Eramos tinieblas, noche, caos, aletargamiento, desfallecimiento, enfermedad y muerte. Nos faltaba la luz, nos faltaba el Sol de justicia. Abandonada a sí misma la pobre humanidad, se hunde irremisiblemente en las tinieblas y en la noche de la muerte. Se despeña en el abismo del error, de la continua y angustiosa duda. No tiene respuestas para los enigmas de una vida que se ha hecho mortal. Solo Dios da esas respuestas por medio de su Unigénito encarnado, cuyo Nacimiento anhelamos con esperanza renovada.
– Ante la Navidad que se acerca, ante el Señor que aparece a su Iglesia como el Esposo del Cantar de los Cantares, ante " los proyectos de su corazón ", llenos de salvación y de amor, que se despliegan en la historia humana, nosotros, animados por el Espíritu Santo, estamos en condiciones de cantar con gozo la acción de gracias del Salmo 32:
" Dichosa la nación, cuyo Dios es el Señor. Aclamad, justos, al Señor, cantadle un cántico nuevo. Dad gracias al Señor con la cítara, tocad en su honor el arpa de diez cuerdas; cantadle un cántico nuevo, acompañando los vítores con bordones.
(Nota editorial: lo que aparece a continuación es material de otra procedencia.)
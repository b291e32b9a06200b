use axum::{
    Json,
    extract::{
        Path, Query, State,
        rejection::{PathRejection, QueryRejection},
    },
};
use chrono::Utc;
use serde::Deserialize;

use crate::modules::activities::use_cases::unregister_from_activity::command::UnregisterFromActivity;
use crate::shared::core::primitives::ParticipantEmail;
use crate::shell::errors::{HttpError, MessageResponse};
use crate::shell::state::AppState;

#[derive(Deserialize)]
pub struct UnregisterParams {
    pub email: String,
}

pub async fn handle(
    State(state): State<AppState>,
    path: Result<Path<String>, PathRejection>,
    params: Result<Query<UnregisterParams>, QueryRejection>,
) -> Result<Json<MessageResponse>, HttpError> {
    let Path(activity_name) = path?;
    let Query(params) = params?;
    let email = ParticipantEmail::parse(&params.email)?;

    let command = UnregisterFromActivity {
        activity_name: activity_name.clone(),
        email: email.clone(),
        requested_at: Utc::now().timestamp_millis(),
    };

    state.unregister_handler.handle(command).await?;
    Ok(Json(MessageResponse {
        message: format!("Unregistered {email} from {activity_name}"),
    }))
}
//! Accounts, password hashing and bearer sessions.
//!
//! Passwords are stored as hex PBKDF2-HMAC-SHA256 with a fresh 16-byte salt
//! per user. Session tokens are 32 random bytes, hex encoded,
//! kept in the `sessions` table until they expire.

use axum::{async_trait, extract::FromRequestParts, http::request::Parts};
use axum::http::HeaderMap;
use chrono::{Duration, Utc};
use mindcoach_shared::records::{TokenResponse, User, UserCreate};
use rand::RngCore;
use pbkdf2::pbkdf2_hmac;
use sha2::Sha256;
use tracing::{debug, info, warn};

use crate::config::AuthConfig;
use crate::error::{ApiError, ApiResult};
use crate::middleware::mask_token;
use crate::server::AppState;
use crate::store::Store;

pub const SALT_BYTES: usize = 16;
pub const TOKEN_BYTES: usize = 32;
pub const PBKDF2_ROUNDS: u32 = 100_000;
const HASH_BYTES: usize = 32;

fn random_hex(len: usize) -> String {
    let mut buf = vec![0u8; len];
    rand::thread_rng().fill_bytes(&mut buf);
    hex::encode(buf)
}

pub fn new_salt() -> String {
    random_hex(SALT_BYTES)
}

pub fn hash_password(password: &str, salt: &str) -> String {
    let mut out = [0u8; HASH_BYTES];
    pbkdf2_hmac::<Sha256>(password.as_bytes(), salt.as_bytes(), PBKDF2_ROUNDS, &mut out);
    hex::encode(out)
}

pub fn verify_password(password: &str, salt: &str, expected_hash: &str) -> bool {
    let actual = hash_password(password, salt);
    // Compare without early exit
    actual.len() == expected_hash.len()
        && actual
            .bytes()
            .zip(expected_hash.bytes())
            .fold(0u8, |acc, (a, b)| acc | (a ^ b))
            == 0
}

/// Create a session for `user_id` and return its token.
pub fn issue_token(store: &Store, config: &AuthConfig, user_id: i64) -> anyhow::Result<String> {
    let token = random_hex(TOKEN_BYTES);
    let expires_at = Utc::now() + Duration::minutes(config.token_ttl_minutes);
    store.insert_session(&token, user_id, expires_at)?;
    debug!("Issued session {} for user {}", mask_token(&token), user_id);
    Ok(token)
}

fn token_response(token: String, user: User) -> TokenResponse {
    TokenResponse {
        access_token: token,
        token_type: "bearer".to_string(),
        user,
    }
}

pub fn register(store: &Store, config: &AuthConfig, request: &UserCreate) -> ApiResult<TokenResponse> {
    let email = request.email.trim();
    if !email.contains('@') {
        return Err(ApiError::BadRequest("Invalid email address".to_string()));
    }
    if request.password.is_empty() {
        return Err(ApiError::BadRequest("Password must not be empty".to_string()));
    }
    if store.email_exists(email)? {
        return Err(ApiError::Conflict("Email already registered".to_string()));
    }

    let salt = new_salt();
    let hash = hash_password(&request.password, &salt);
    // A concurrent register can pass the check above; the UNIQUE index decides
    let Some(user) = store.create_user(email, request.username.trim(), &hash, &salt)? else {
        return Err(ApiError::Conflict("Email already registered".to_string()));
    };
    info!("Registered user {} ({})", user.id, user.username);

    let token = issue_token(store, config, user.id)?;
    Ok(token_response(token, user))
}

pub fn login(store: &Store, config: &AuthConfig, email: &str, password: &str) -> ApiResult<TokenResponse> {
    let Some(creds) = store.user_credentials(email.trim())? else {
        warn!("Login failed: unknown account");
        return Err(ApiError::Unauthorized);
    };
    if !verify_password(password, &creds.password_salt, &creds.password_hash) {
        warn!("Login failed for user {}", creds.user.id);
        return Err(ApiError::Unauthorized);
    }

    // Opportunistic sweep so the table doesn't grow without bound
    let purged = store.purge_expired_sessions(Utc::now())?;
    if purged > 0 {
        debug!("Purged {} expired sessions", purged);
    }

    let token = issue_token(store, config, creds.user.id)?;
    Ok(token_response(token, creds.user))
}

/// Token from `Authorization: Bearer <token>`.
pub fn bearer_token(headers: &HeaderMap) -> Option<&str> {
    let value = headers.get("authorization")?.to_str().ok()?;
    let token = value.strip_prefix("Bearer ")?.trim();
    (!token.is_empty()).then_some(token)
}

/// The user owning the request's bearer token.
#[derive(Debug, Clone)]
pub struct AuthUser(pub User);

#[async_trait]
impl FromRequestParts<AppState> for AuthUser {
    type Rejection = ApiError;

    async fn from_request_parts(parts: &mut Parts, state: &AppState) -> Result<Self, Self::Rejection> {
        let token = bearer_token(&parts.headers).ok_or(ApiError::Unauthorized)?;
        let user_id = state
            .store
            .session_user(token, Utc::now())?
            .ok_or(ApiError::Unauthorized)?;
        let user = state.store.get_user(user_id)?.ok_or(ApiError::Unauthorized)?;
        Ok(AuthUser(user))
    }
}

#[cfg(test)]
mod tests {
    use super::*;

    fn new_user(email: &str) -> UserCreate {
        UserCreate {
            email: email.to_string(),
            username: "alice".to_string(),
            password: "s3cret".to_string(),
        }
    }

    #[test]
    fn test_hash_is_salted() {
        let a = hash_password("pw", "aa");
        let b = hash_password("pw", "bb");
        assert_ne!(a, b);
        assert_eq!(a.len(), 64);
        assert!(verify_password("pw", "aa", &a));
        assert!(!verify_password("pw", "bb", &a));
        assert!(!verify_password("PW", "aa", &a));
    }

    #[test]
    fn test_hash_is_not_plain_sha256() {
        use sha2::Digest;
        let single = hex::encode(Sha256::digest(b"aapw"));
        assert_ne!(hash_password("pw", "aa"), single);
    }

    #[test]
    fn test_salt_and_token_lengths() {
        assert_eq!(new_salt().len(), SALT_BYTES * 2);
        assert_ne!(new_salt(), new_salt());
    }

    #[test]
    fn test_register_then_login() {
        let store = Store::open_in_memory().unwrap();
        let config = AuthConfig::default();

        let registered = register(&store, &config, &new_user("a@example.com")).unwrap();
        assert_eq!(registered.token_type, "bearer");
        assert_eq!(registered.access_token.len(), TOKEN_BYTES * 2);

        let logged_in = login(&store, &config, "a@example.com", "s3cret").unwrap();
        assert_eq!(logged_in.user.id, registered.user.id);
        assert_ne!(logged_in.access_token, registered.access_token);
        assert_eq!(
            store.session_user(&logged_in.access_token, Utc::now()).unwrap(),
            Some(registered.user.id)
        );
    }

    #[test]
    fn test_register_duplicate_email() {
        let store = Store::open_in_memory().unwrap();
        let config = AuthConfig::default();
        register(&store, &config, &new_user("a@example.com")).unwrap();
        let err = register(&store, &config, &new_user("a@example.com")).unwrap_err();
        assert!(matches!(err, ApiError::Conflict(_)));
    }

    #[test]
    fn test_unique_violation_maps_to_conflict() {
        // Insert behind register's back, as a racing request would
        let store = Store::open_in_memory().unwrap();
        store
            .create_user("a@example.com", "first", "h", "s")
            .unwrap()
            .unwrap();
        assert!(store
            .create_user("a@example.com", "second", "h", "s")
            .unwrap()
            .is_none());
        let err = register(&store, &AuthConfig::default(), &new_user("a@example.com")).unwrap_err();
        assert!(matches!(err, ApiError::Conflict(_)));
    }

    #[test]
    fn test_register_rejects_bad_email() {
        let store = Store::open_in_memory().unwrap();
        let err = register(&store, &AuthConfig::default(), &new_user("nope")).unwrap_err();
        assert!(matches!(err, ApiError::BadRequest(_)));
    }

    #[test]
    fn test_login_failures() {
        let store = Store::open_in_memory().unwrap();
        let config = AuthConfig::default();
        register(&store, &config, &new_user("a@example.com")).unwrap();

        assert!(matches!(
            login(&store, &config, "a@example.com", "wrong"),
            Err(ApiError::Unauthorized)
        ));
        assert!(matches!(
            login(&store, &config, "b@example.com", "s3cret"),
            Err(ApiError::Unauthorized)
        ));
    }

    #[test]
    fn test_expired_ttl_token_is_rejected() {
        let store = Store::open_in_memory().unwrap();
        let config = AuthConfig {
            token_ttl_minutes: 0,
        };
        let response = register(&store, &config, &new_user("a@example.com")).unwrap();
        assert_eq!(
            store.session_user(&response.access_token, Utc::now()).unwrap(),
            None
        );
    }

    #[test]
    fn test_bearer_token_parsing() {
        let mut headers = HeaderMap::new();
        assert_eq!(bearer_token(&headers), None);

        headers.insert("authorization", "Bearer abc123".parse().unwrap());
        assert_eq!(bearer_token(&headers), Some("abc123"));

        headers.insert("authorization", "Basic abc123".parse().unwrap());
        assert_eq!(bearer_token(&headers), None);

        headers.insert("authorization", "Bearer   ".parse().unwrap());
        assert_eq!(bearer_token(&headers), None);
    }
}
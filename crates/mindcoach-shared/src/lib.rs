//! Shared types and the model-output normalizer for MindCoach components.
//!
//! `ai` holds the typed results the AI layer hands back to callers,
//! `records` the user-owned documents the daemon persists, and `normalizer`
//! the best-effort extractors that turn raw model text into those results.

pub mod ai;
pub mod error;
pub mod normalizer;
pub mod records;

pub use ai::{
    ChatMessage, ChatRole, EmergencyGuidance, MoodAnalysisResult, MusicType, ScenarioPlan,
    ScenarioType,
};
pub use error::Degradation;
pub use normalizer::{
    normalize_emergency_guidance, normalize_mood_analysis, normalize_scenario_plan,
    parse_emergency_guidance, parse_mood_analysis, parse_scenario_plan, ModelResponse,
    MoodLabels, Normalized,
};
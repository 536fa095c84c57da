//! Configuration management for mindcoachd.
//!
//! Loads settings from `$MINDCOACH_CONFIG`, then /etc/mindcoach/config.toml,
//! then falls back to defaults. A handful of environment variables override
//! the file so deployments can inject secrets without writing them to disk.

use anyhow::{Context, Result};
use serde::{Deserialize, Serialize};
use std::env;
use std::fs;
use std::path::{Path, PathBuf};
use tracing::{info, warn};

/// Config file path
pub const CONFIG_PATH: &str = "/etc/mindcoach/config.toml";

/// Environment variable naming an explicit config file
pub const CONFIG_ENV: &str = "MINDCOACH_CONFIG";

/// HTTP server configuration
#[derive(Debug, Clone, Serialize, Deserialize)]
pub struct ServerConfig {
    #[serde(default = "default_bind_addr")]
    pub bind_addr: String,

    /// Frontend origins allowed by CORS
    #[serde(default = "default_cors_origins")]
    pub cors_origins: Vec<String>,

    /// Largest accepted request body (paintings are base64 images)
    #[serde(default = "default_max_body_bytes")]
    pub max_body_bytes: usize,

    /// Key anonymous rate limits on X-Forwarded-For; only behind a trusted proxy
    #[serde(default)]
    pub trust_forwarded_for: bool,
}

fn default_bind_addr() -> String {
    "127.0.0.1:8000".to_string()
}

fn default_cors_origins() -> Vec<String> {
    vec![
        "http://localhost:8080".to_string(),
        "http://localhost:8081".to_string(),
        "http://localhost:8082".to_string(),
        "http://localhost:3000".to_string(),
    ]
}

fn default_max_body_bytes() -> usize {
    8 * 1024 * 1024
}

impl Default for ServerConfig {
    fn default() -> Self {
        Self {
            bind_addr: default_bind_addr(),
            cors_origins: default_cors_origins(),
            max_body_bytes: default_max_body_bytes(),
            trust_forwarded_for: false,
        }
    }
}

/// Database configuration
#[derive(Debug, Clone, Serialize, Deserialize)]
pub struct DatabaseConfig {
    #[serde(default = "default_db_path")]
    pub path: PathBuf,
}

fn default_db_path() -> PathBuf {
    dirs::data_local_dir()
        .unwrap_or_else(|| PathBuf::from("."))
        .join("mindcoach")
        .join("mindcoach.db")
}

impl Default for DatabaseConfig {
    fn default() -> Self {
        Self {
            path: default_db_path(),
        }
    }
}

/// LLM provider configuration (OpenAI-compatible endpoint)
#[derive(Debug, Clone, Serialize, Deserialize)]
pub struct LlmConfig {
    /// No key means every AI call takes the fallback path
    #[serde(default)]
    pub api_key: Option<String>,

    #[serde(default = "default_base_url")]
    pub base_url: String,

    #[serde(default = "default_model")]
    pub model: String,

    /// Upstream call timeout in seconds
    #[serde(default = "default_timeout")]
    pub timeout_secs: u64,

    #[serde(default = "default_temperature")]
    pub temperature: f32,
}

fn default_base_url() -> String {
    "https://dashscope.aliyuncs.com/compatible-mode/v1".to_string()
}

fn default_model() -> String {
    "qwen-plus".to_string()
}

fn default_timeout() -> u64 {
    30
}

fn default_temperature() -> f32 {
    0.7
}

impl Default for LlmConfig {
    fn default() -> Self {
        Self {
            api_key: None,
            base_url: default_base_url(),
            model: default_model(),
            timeout_secs: default_timeout(),
            temperature: default_temperature(),
        }
    }
}

impl LlmConfig {
    pub fn is_configured(&self) -> bool {
        self.api_key
            .as_deref()
            .map(|k| !k.trim().is_empty())
            .unwrap_or(false)
    }
}

/// Session configuration
#[derive(Debug, Clone, Serialize, Deserialize)]
pub struct AuthConfig {
    #[serde(default = "default_token_ttl")]
    pub token_ttl_minutes: i64,
}

fn default_token_ttl() -> i64 {
    30
}

impl Default for AuthConfig {
    fn default() -> Self {
        Self {
            token_ttl_minutes: default_token_ttl(),
        }
    }
}

/// Main configuration
#[derive(Debug, Clone, Default, Serialize, Deserialize)]
pub struct Config {
    #[serde(default)]
    pub server: ServerConfig,

    #[serde(default)]
    pub database: DatabaseConfig,

    #[serde(default)]
    pub llm: LlmConfig,

    #[serde(default)]
    pub auth: AuthConfig,
}

impl Config {
    /// Load config from the environment-named file, the system file, or defaults.
    ///
    /// An explicitly named file that is missing or malformed is an error; the
    /// system file is optional.
    pub fn load() -> Result<Self> {
        let mut config = match env::var(CONFIG_ENV) {
            Ok(path) => Self::load_from_path(Path::new(&path))?,
            Err(_) if Path::new(CONFIG_PATH).exists() => {
                Self::load_from_path(Path::new(CONFIG_PATH))?
            }
            Err(_) => {
                warn!("Config not found, using defaults");
                Config::default()
            }
        };
        config.apply_env_overrides(|key| env::var(key).ok());
        Ok(config)
    }

    /// Load config from specific path
    pub fn load_from_path(path: &Path) -> Result<Self> {
        let content = fs::read_to_string(path)
            .with_context(|| format!("Failed to read config: {}", path.display()))?;
        let config: Config = toml::from_str(&content)
            .with_context(|| format!("Invalid config: {}", path.display()))?;
        info!("Loaded config from {}", path.display());
        Ok(config)
    }

    /// Apply environment overrides through `lookup`.
    pub fn apply_env_overrides<F>(&mut self, lookup: F)
    where
        F: Fn(&str) -> Option<String>,
    {
        if let Some(key) = lookup("OPENAI_API_KEY").filter(|k| !k.is_empty()) {
            self.llm.api_key = Some(key);
        }
        if let Some(base) = lookup("OPENAI_API_BASE").filter(|b| !b.is_empty()) {
            self.llm.base_url = base;
        }
        if let Some(bind) = lookup("MINDCOACH_BIND").filter(|b| !b.is_empty()) {
            self.server.bind_addr = bind;
        }
        if let Some(db) = lookup("MINDCOACH_DB").filter(|d| !d.is_empty()) {
            self.database.path = PathBuf::from(db);
        }
    }
}

#[cfg(test)]
mod tests {
    use super::*;
    use std::collections::HashMap;

    #[test]
    fn test_default_config() {
        let config = Config::default();
        assert_eq!(config.server.bind_addr, "127.0.0.1:8000");
        assert_eq!(config.llm.model, "qwen-plus");
        assert_eq!(config.llm.timeout_secs, 30);
        assert_eq!(config.auth.token_ttl_minutes, 30);
        assert!(!config.llm.is_configured());
    }

    #[test]
    fn test_partial_config() {
        let toml_str = r#"
[llm]
model = "qwen-max"
timeout_secs = 10
"#;
        let config: Config = toml::from_str(toml_str).unwrap();
        assert_eq!(config.llm.model, "qwen-max");
        assert_eq!(config.llm.timeout_secs, 10);
        assert_eq!(config.llm.base_url, default_base_url());
        assert_eq!(config.server.cors_origins.len(), 4);
        assert!(!config.server.trust_forwarded_for);
    }

    #[test]
    fn test_env_overrides() {
        let env: HashMap<&str, &str> = [
            ("OPENAI_API_KEY", "sk-test"),
            ("MINDCOACH_BIND", "0.0.0.0:9000"),
            ("OPENAI_API_BASE", ""),
        ]
        .into_iter()
        .collect();

        let mut config = Config::default();
        config.apply_env_overrides(|k| env.get(k).map(|v| v.to_string()));

        assert!(config.llm.is_configured());
        assert_eq!(config.server.bind_addr, "0.0.0.0:9000");
        assert_eq!(config.llm.base_url, default_base_url());
    }

    #[test]
    fn test_blank_api_key_is_not_configured() {
        let mut config = Config::default();
        config.llm.api_key = Some("   ".to_string());
        assert!(!config.llm.is_configured());
    }

    #[test]
    fn test_load_from_path() {
        let dir = tempfile::tempdir().unwrap();
        let path = dir.path().join("config.toml");
        fs::write(&path, "[auth]\ntoken_ttl_minutes = 5\n").unwrap();

        let config = Config::load_from_path(&path).unwrap();
        assert_eq!(config.auth.token_ttl_minutes, 5);

        fs::write(&path, "[auth\n").unwrap();
        assert!(Config::load_from_path(&path).is_err());
    }
}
El plan del Señor subsiste por siempre, los preceptos de su corazón de edad en edad. Nosotros aguardamos al Señor. Él es nuestro auxilio y escudo; con Él se alegra nuestro corazón, en su santo nombre confiamos ".
– Lc 1, 39-45: ¿Quién soy yo para que me visite la madre de mi Señor? La Virgen María, llena de gracia y templo de Dios, abre a todos su corazón. La alegría mesiánica que la llena es difusiva, y tiende, como todo don de Dios, a la comunión. Por eso María sale de sí misma y camina hacia su pariente Isabel. Y ésta, " llena del Espíritu Santo ", entiende los signos de Dios y la proclama " dichosa porque ha creído ". Comenta San Ambrosio:
" El Ángel que anunciaba los misterios, para llevar a la fe mediante algún ejemplo, anunció a la Virgen María la maternidad de una mujer estéril, ya entrada en años, manifestando así que Dios puede hacer todo lo que le place.
" Desde que lo supo, María, no por falta de fe en la profecía, no por incertidumbre respecto al anuncio, sino con el gozo de su deseo, como quien cumple un piadoso deber, se dirigió a las montañas.
" Llena de Dios de ahora en adelante ¿cómo no iba a elevarse apresuradamente hacia las alturas? La lentitud en el esfuerzo es extraña a la gracia del Espíritu " (Comentario Evang. Lucas II,19).
María, por su " sí ", hace que la obra de Dios, su plan de salvación, sea una realidad para nosotros. Dios viene y viene por María. Por Ella nos llega el Sol verdadero: Cristo, el Salvador a quien nosotros esperamos.
Cristo es realmente la luz del mundo; y lo es por la fe santa que Él enciende en las almas; por la doctrina con que nos instruye y educa; por el ejemplo que nos da en el pesebre de Belén, en Nazaret, en la Cruz, en el Sagrario; por la túnica luminosa de gracia con que envuelve nuestra alma; por la santa Iglesia que nos entrega como verdadera Madre. A la luz de este Sol todo aparece claro, transparente.
Y ese Sol lució y luce ante nuestros ojos por medio de la Virgen María. Ahora Dios se nos aparece como un tierno y solícito Padre, que nos mira y nos trata como a verdaderos hijos suyos y nos convida a participar y a gozar con Él de su eterna y dichosa vida. Esta luz nos hace ver la nulidad de todo lo meramente humano, de todo lo terreno, de los bienes y felicidades de este mundo.
Por eso hoy la liturgia canta en Vísperas esta antífona del Magníficat: " ¡Oh Oriente, Resplandor de luz eterna, Sol de justicia! Ven e ilumina a los que estamos sepultados en las tinieblas y sombras de muerte ".